Between 1966 and 1968, the Kyiv side won the Soviet Top League, the highest level of club football in the Communist bloc, three consecutive times. In their debut European season, they reached the quarter-finals of the Cup Winner’s Cup where they lost to Jock Stein’s Celtic. But sadly, the good times weren’t to last.
Soviet sport was cut-throat. When the national side lost to Yugoslavia in 1952, Stalin as so outraged that he stripped the manager, Boris Arkadiev, of his title as Merited Master of Sports of the USSR. As most of the players had come from CSKA Moscow (who, at the time, were known as CDSA), he disbanded the side and expelled the club from the Soviet League for two years. Similarly, when standards began to slip at Dynamo, the club was unforgiving. Maslov could only lead Dynamo to a seventh placed finish in 1970, and was summarily dismissed. He returned to Torpedo, where he won the cup again, before finishing his career at Ararat Yerevan.

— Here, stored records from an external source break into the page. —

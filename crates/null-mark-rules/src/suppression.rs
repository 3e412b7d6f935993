//! Suppression comment scanning.

use null_mark_core::{Node, NodeKind};

use crate::patterns::FullMatch;

/// Comment shape a suppression scan looks for.
#[derive(Debug, Clone, Copy, PartialEq, Eq)]
pub enum CommentStyle {
    /// `/* ... */`
    Block,
    /// `// ...`
    Line,
}

impl CommentStyle {
    /// Returns the node kind of comments in this style.
    #[must_use]
    pub fn node_kind(self) -> NodeKind {
        match self {
            Self::Block => NodeKind::BlockComment,
            Self::Line => NodeKind::LineComment,
        }
    }
}

/// Returns true if `start` or one of its following siblings is a comment of
/// the given style whose whole body matches `pattern`.
///
/// Only the sibling chain is scanned, never children of the siblings.
///
/// # Panics
///
/// Panics if a comment node in the chain has no comment-body child, or the
/// body has no text.
#[must_use]
pub fn has_suppression_comment(
    start: Option<Node<'_>>,
    style: CommentStyle,
    pattern: &FullMatch,
) -> bool {
    start
        .into_iter()
        .flat_map(Node::siblings)
        .filter(|node| node.kind() == style.node_kind())
        .any(|comment| {
            let body = comment.require_child(NodeKind::CommentBody);
            pattern.is_match(body.require_text())
        })
}
//! Marker and suppression patterns shared by the null-mark rules.
//!
//! Every pattern is matched against the whole text, never a substring, so
//! `NotNull` does not match `NotNullable`.

use null_mark_core::RuleConfig;
use regex::Regex;
use regex_syntax::hir::{Hir, Look};

/// Default pattern recognizing the nullable marker annotation.
pub const DEFAULT_NULLABLE_PATTERN: &str = "^Nullable$";

/// Default pattern recognizing the not-null marker annotation.
pub const DEFAULT_NOT_NULL_PATTERN: &str = "^NotNull$";

/// Default pattern recognizing a suppression comment body.
pub const DEFAULT_SUPPRESSION_PATTERN: &str = r"^\s*no-null-mark\s*$";

/// Option key for the nullable pattern in a rule's config table.
pub const NULLABLE_PATTERN_KEY: &str = "nullable_pattern";

/// Option key for the not-null pattern in a rule's config table.
pub const NOT_NULL_PATTERN_KEY: &str = "not_null_pattern";

/// Option key for the suppression pattern in a rule's config table.
pub const SUPPRESSION_PATTERN_KEY: &str = "suppression_pattern";

/// An invalid pattern supplied through configuration.
#[derive(Debug, thiserror::Error)]
#[error("invalid {option} `{pattern}`: {source}")]
pub struct PatternError {
    /// Option the pattern was supplied for.
    pub option: &'static str,
    /// The rejected pattern.
    pub pattern: String,
    /// Underlying regex error.
    #[source]
    pub source: regex::Error,
}

/// A regular expression that must match the entire input.
#[derive(Debug, Clone)]
pub struct FullMatch {
    pattern: String,
    regex: Regex,
}

impl FullMatch {
    /// Compiles `pattern` for full-string matching.
    ///
    /// The pattern is parsed on its own and the parsed expression is wrapped
    /// in text anchors, so unbalanced groups are rejected and a verbose-mode
    /// comment cannot reach past the end of the pattern.
    ///
    /// # Errors
    ///
    /// Returns an error naming `option` if the pattern does not compile.
    pub fn new(option: &'static str, pattern: &str) -> Result<Self, PatternError> {
        let invalid = |source| PatternError {
            option,
            pattern: pattern.to_string(),
            source,
        };

        Regex::new(pattern).map_err(invalid)?;
        let hir = regex_syntax::Parser::new()
            .parse(pattern)
            .map_err(|e| invalid(regex::Error::Syntax(e.to_string())))?;
        let whole = Hir::concat(vec![Hir::look(Look::Start), hir, Hir::look(Look::End)]);
        let regex = Regex::new(&whole.to_string()).map_err(invalid)?;

        Ok(Self {
            pattern: pattern.to_string(),
            regex,
        })
    }

    /// Returns the pattern as configured.
    #[must_use]
    pub fn as_str(&self) -> &str {
        &self.pattern
    }

    /// Returns true if the pattern matches all of `text`.
    #[must_use]
    pub fn is_match(&self, text: &str) -> bool {
        self.regex.is_match(text)
    }
}

/// The three patterns a null-mark rule is configured with.
#[derive(Debug, Clone)]
pub struct NullMarkPatterns {
    nullable: FullMatch,
    not_null: FullMatch,
    suppression: FullMatch,
}

impl NullMarkPatterns {
    /// Compiles the three patterns.
    ///
    /// # Errors
    ///
    /// Returns an error for the first pattern that does not compile.
    pub fn new(nullable: &str, not_null: &str, suppression: &str) -> Result<Self, PatternError> {
        Ok(Self {
            nullable: FullMatch::new(NULLABLE_PATTERN_KEY, nullable)?,
            not_null: FullMatch::new(NOT_NULL_PATTERN_KEY, not_null)?,
            suppression: FullMatch::new(SUPPRESSION_PATTERN_KEY, suppression)?,
        })
    }

    /// Reads the patterns from a rule's config table, falling back to the
    /// defaults for missing keys.
    ///
    /// # Errors
    ///
    /// Returns an error if a configured pattern does not compile.
    pub fn from_rule_config(config: Option<&RuleConfig>) -> Result<Self, PatternError> {
        let Some(config) = config else {
            return Ok(Self::default());
        };
        Self::new(
            config.get_str(NULLABLE_PATTERN_KEY, DEFAULT_NULLABLE_PATTERN),
            config.get_str(NOT_NULL_PATTERN_KEY, DEFAULT_NOT_NULL_PATTERN),
            config.get_str(SUPPRESSION_PATTERN_KEY, DEFAULT_SUPPRESSION_PATTERN),
        )
    }

    /// Pattern recognizing nullable marker annotations.
    #[must_use]
    pub fn nullable(&self) -> &FullMatch {
        &self.nullable
    }

    /// Pattern recognizing not-null marker annotations.
    #[must_use]
    pub fn not_null(&self) -> &FullMatch {
        &self.not_null
    }

    /// Pattern recognizing suppression comment bodies.
    #[must_use]
    pub fn suppression(&self) -> &FullMatch {
        &self.suppression
    }
}

impl Default for NullMarkPatterns {
    #[allow(clippy::expect_used)] // constant patterns
    fn default() -> Self {
        Self::new(
            DEFAULT_NULLABLE_PATTERN,
            DEFAULT_NOT_NULL_PATTERN,
            DEFAULT_SUPPRESSION_PATTERN,
        )
        .expect("default null-mark patterns compile")
    }
}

In terms of honours, Maslov’s career is not the most impressive. But in terms of influence, he has been unfairly overshadowed by the likes of RInus Michels and Arrigo Sacchi. Maslov’s system inspired the great Valeriy Lobanvskyi – whose own success at Dynamo is one of the reasons that Maslov has been forgotten – and the Ukrainian is rightly recognised for his influence on the game. When he took his Dynamo side to a small German village for a preseason tour, his system – a development of Maslov’s – made such an impression on Viktoria Backnang that they changed everything they did. Their manager at the time, a fresh-faced 25-year-old Ralf Rangnick, would introduce Maslov’s ideas to Germany, and then to the world.